Second, Coty argues that Brown has not plausibly alleged that reasonable consumers are likely to be misled by Coty's omission, Def. Mem. at 14-17, which is fatal to her claims under New York General Business Law §§ 349 or 350, as well as her breach of express warranty and unjust enrichment claims, Def. Reply at 5, 14; see also Fink, 714 F.3d at 741; Twohig, 519 F.Supp.3d at 165. The Court agrees.
Brown alleges that Coty's statements on its website and in a press release are misleading, Compl. ¶¶ 93-100, but she does not allege that she or any putative class members relied on these statements when purchasing Lash Blast, id. ¶¶ 11, 104, 114-15, 121, 128, 130. Thus, Coty's statements on its website and in its press release cannot support Brown's claims under New York General Business Law § 350 or her breach of express warranty claim. See, e.g., Daniel v. Mondelez Int'l, Inc., 287 F.Supp.3d 177, 186 n.6 (E.D.N.Y. 2018) (noting that § 350 claims require a plaintiff to demonstrate reliance, but § 349 claims do not); Goldemberg, 8 F.Supp.3d at 482 (holding that a plaintiff must point to a particular statement on which she relied in order to plead a breach of express warranty).

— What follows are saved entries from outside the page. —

//! Command implementations

pub mod add;
pub mod audit;
pub mod cache;
pub mod compliance;
pub mod init;
pub mod install;
pub mod list;
pub mod remove;
pub mod status;
pub mod tree;
pub mod update;
pub mod validate;
pub mod why;

use anyhow::{Context, Result};
use tokio::runtime::Runtime;

use crate::cli::CycleArg;
use modelkit::ops::InstallReport;
use modelkit::util::CyclePolicy;
use modelkit::{GlobalContext, PackageKey, Workspace};

/// Runtime for the async library calls of one command.
pub fn runtime() -> Result<Runtime> {
    tokio::runtime::Builder::new_multi_thread()
        .enable_all()
        .build()
        .context("failed to start the async runtime")
}

/// The workspace containing the current directory.
pub fn workspace(ctx: &GlobalContext) -> Result<Workspace> {
    Ok(Workspace::require(ctx.cwd())?)
}

pub fn parse_key(s: &str) -> Result<PackageKey> {
    Ok(s.parse::<PackageKey>()?)
}

/// The cycle policy from the command line, else from config.toml.
pub fn cycle_policy(ctx: &GlobalContext, arg: Option<CycleArg>) -> CyclePolicy {
    match arg {
        Some(CycleArg::Error) => CyclePolicy::Error,
        Some(CycleArg::Warn) => CyclePolicy::Warn,
        None => ctx.config().resolve.cycle_policy,
    }
}

/// Print a right-aligned status line to stderr.
pub fn status(verb: &str, message: impl std::fmt::Display) {
    eprintln!("{:>12} {}", verb, message);
}

/// Print what an install or update did.
pub fn print_install_report(ctx: &GlobalContext, report: &InstallReport) {
    use modelkit::ops::EntryAction;

    for package in &report.packages {
        match (package.action, &package.previous_commit) {
            (EntryAction::Reused, _) if ctx.is_verbose() => status(
                "Fresh",
                format!("{}@{} ({})", package.key, package.entry.git_ref, package.entry.short_commit()),
            ),
            (EntryAction::Reused, _) => {}
            (EntryAction::Added, _) => status(
                "Locking",
                format!("{}@{} ({})", package.key, package.entry.git_ref, package.entry.short_commit()),
            ),
            (EntryAction::Updated, Some(old)) => status(
                "Updating",
                format!(
                    "{}@{} {} -> {}",
                    package.key,
                    package.entry.git_ref,
                    modelkit::resolver::encode::short_commit(old),
                    package.entry.short_commit()
                ),
            ),
            (EntryAction::Updated, None) => status(
                "Unchanged",
                format!("{}@{} ({})", package.key, package.entry.git_ref, package.entry.short_commit()),
            ),
        }
    }
    for conflict in &report.conflicts {
        status(
            "Conflict",
            format!(
                "{} wants {}@{}, keeping `{}`",
                conflict.declared_by, conflict.key, conflict.ignored, conflict.kept
            ),
        );
    }
    for key in &report.pruned {
        status("Removing", key);
    }

    let summary = format!(
        "{} packages ({} reused)",
        report.packages.len(),
        report.count(EntryAction::Reused)
    );
    if report.lock_written {
        status("Locked", summary);
    } else {
        status("Finished", format!("{}, model.lock unchanged", summary));
    }
}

Moreover, the statements at issue are nonactionable puffery. See Lugones, 440 F.Supp.3d at 241 (finding that claims for violations of New York General Business Law §§ 349 and 350 are not cognizable when based on statements that constitute mere puffery). Puffery includes statements that are broad, vague, and commendatory, or that express opinion rather than fact. See Time Warner Cable, Inc. v. DIRECTV, Inc., 497 F.3d 144, 159 (2d Cir. 2007); Shema Kolainu-Hear Our Voices v. Provider Soft, LLC, 832 F.Supp.2d 194, 209 (E.D.N.Y. 2010). A court considers vagueness, subjectivity, and ability to influence buyers' expectations in determining whether a statement constitutes puffery. See Colangelo v. Champion Petfoods USA, Inc., No. 18 Civ. 1228, 2020 WL 777462, at *8 (N.D.N.Y. Feb. 18, 2020); Avola v. Louisiana-Pac. Corp., 991 F.Supp.2d 381, 391 (E.D.N.Y. 2013). Coty's statements on its website and in its press release do not describe any particular product, let alone Lash Blast. See Avola, 991 F.Supp.2d at 392; Elkind v. Revlon Consumer Prods. Corp., No. 14 Civ. 2484, 2015 WL 2344134, at *13, (E.D.N.Y. May 14, 2015). Rather, the statements are aspirational company mission statements. See, e.g., Compl. ¶ 93 (“[W]e intend to . . .”); id. ¶ 94 (“Our ambition is to . . .”), id. ¶ 100 (“[Coty] continuously seeks to improve . . .” (alteration omitted)). These statements cannot be objectively measured and cannot be proven true or false. See, e.g., id. ¶ 97 (claiming that Coty is a “responsible beauty brand”); Avola 991 F.Supp.2d at 393; Time Warner Cable, Inc., 497 F.3d at 159; Lipton v. Nature Co., 71 F.3d 464, 474 (2d Cir. 1995). Therefore, these statements cannot support Brown's claims.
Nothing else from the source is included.